Dataset entries:
◇ ◇ ◇ ◇
//! Runtime configuration of a session.

use std::time::Duration;

use crate::protocol::GattProfile;
use crate::stability::StabilityCfg;

/// Give up discovery after this long without a matching advertisement.
pub const DEFAULT_SCAN_TIMEOUT: Duration = Duration::from_secs(8);
pub const DEFAULT_WRITE_TIMEOUT: Duration = Duration::from_secs(2);

#[derive(Debug, Clone, Copy, PartialEq)]
pub struct SessionCfg {
    pub gatt: GattProfile,
    pub scan_timeout: Duration,
    pub write_timeout: Duration,
    pub stability: StabilityCfg,
}

impl Default for SessionCfg {
    fn default() -> Self {
        Self {
            gatt: GattProfile::default(),
            scan_timeout: DEFAULT_SCAN_TIMEOUT,
            write_timeout: DEFAULT_WRITE_TIMEOUT,
            stability: StabilityCfg::default(),
        }
    }
}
◇ ◇ ◇ ◇
Having found the line with "pub const DEFAULT_WRITE_TIMEOUT: Duration", transcribe it and each line after it to the end of the entries, with no other lines.

pub const DEFAULT_WRITE_TIMEOUT: Duration = Duration::from_secs(2);

#[derive(Debug, Clone, Copy, PartialEq)]
pub struct SessionCfg {
    pub gatt: GattProfile,
    pub scan_timeout: Duration,
    pub write_timeout: Duration,
    pub stability: StabilityCfg,
}

impl Default for SessionCfg {
    fn default() -> Self {
        Self {
            gatt: GattProfile::default(),
            scan_timeout: DEFAULT_SCAN_TIMEOUT,
            write_timeout: DEFAULT_WRITE_TIMEOUT,
            stability: StabilityCfg::default(),
        }
    }
}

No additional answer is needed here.